トリコスタチンAは、ヒト癌細胞株のヒストン脱アセチラーゼを阻害することにより、形態学的変化とゲルソリン発現を誘導します

トリコスタチンA（TSA）は、ナノモル濃度で哺乳類のヒストン脱アセチラーゼを特異的に阻害し、哺乳類細胞における高度なアセチル化ヒストン分子の蓄積を引き起こすストレプトマイセス代謝産物です。ヒト癌細胞株であるT24およびHELAの形態と細胞周期に対するTSAの効果を調査しました。T24およびHELA細胞の形態は劇的に変化し、アクチンストレス繊維がTSAでの治療中に再び現れました。形態学的変化は、化学的に合成された（S）-TSAおよびトリコスタティック酸では観察されず、ヒストンデアセチラーゼを阻害するために不活性です。これらの細胞の細胞周期の進行は、G1相（HELA）またはG1およびG2相（T24）でTSAによってブロックされました。RNA合成阻害剤であるアクチノマイシンD、およびタンパク質合成阻害剤であるシクロヘキシミドは、TSAによる形態学的変化を阻害し、TSAが新しい遺伝子の発現に続いてDENOVOタンパク質合成を誘導することを示唆しています。。アクチン調節タンパク質であるゲルズリンの細胞内レベルの約7倍（T24）または12倍（HELA）増加は、TSAで24時間処理した細胞で発見されました。これらの結果は、ゲルソリンがTSAによって誘導されるヒト癌細胞の形態学的変化に必要な推定タンパク質の1つであることを示唆しています。

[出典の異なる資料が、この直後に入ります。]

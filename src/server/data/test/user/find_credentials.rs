use super::*;

/// Tests that credential lookup returns both user and stored hash.
///
/// Expected: Ok(Some(AuthCredentials)) with a verifiable bcrypt hash
#[tokio::test]
async fn returns_user_and_hash() -> Result<(), DbErr> {
    let test = TestBuilder::new()
        .with_table(entity::prelude::Gym)
        .with_table(entity::prelude::User)
        .build()
        .await
        .unwrap();
    let db = test.db.as_ref().unwrap();

    let gym = factory::gym::create_gym(db).await?;
    let user = factory::user::UserFactory::new(db, gym.id)
        .password("hunter22")
        .build()
        .await?;

    let credentials = UserRepository::new(db)
        .find_credentials(&user.email)
        .await?
        .unwrap();

    assert_eq!(credentials.user.id, user.id);
    assert!(bcrypt::verify("hunter22", &credentials.password_hash).unwrap());

    Ok(())
}

/// Tests credential lookup for an unknown email.
///
/// Expected: Ok(None)
#[tokio::test]
async fn returns_none_for_unknown_email() -> Result<(), DbErr> {
    let test = TestBuilder::new()
        .with_table(entity::prelude::Gym)
        .with_table(entity::prelude::User)
        .build()
        .await
        .unwrap();
    let db = test.db.as_ref().unwrap();

    let result = UserRepository::new(db)
        .find_credentials("nobody@example.com")
        .await?;

    assert!(result.is_none());

    Ok(())
}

Trichostatin A (TSA) is a Streptomyces metabolite which specifically inhibits mammalian histone deacetylase at a nanomolar concentration and causes accumulation of highly acetylated histone molecules in mammalian cells. The effects of TSA on the morphology and the cell cycle of the human carcinoma cell lines, T24 and HeLa, were investigated. The morphology of T24 and HeLa cells dramatically changed and actin stress fibers reappeared during the treatment with TSA. The morphological change was not observed with chemically synthesized (S)-TSA and trichostatic acids, which are inactive to inhibit histone deacetylase. Cell cycle progression of these cells was blocked by TSA at G1 phase (HeLa) or G1 and G2 phases (T24). An RNA synthesis inhibitor, actinomycin D, and a protein synthesis inhibitor, cycloheximide, inhibited the morphological changes by TSA, suggesting that TSA induces expression of a new gene(s) followed by de novo protein synthesis, which is required for the actin microfilament reorganization. An approximately 7-fold (T24) or 12-fold (HeLa) increase in the intracellular level of gelsolin, an actin regulatory protein, was found in the cells treated with TSA for 24 h. These results suggest that gelsolin is one of the putative proteins necessary for the morphological changes of human carcinoma cells induced by TSA.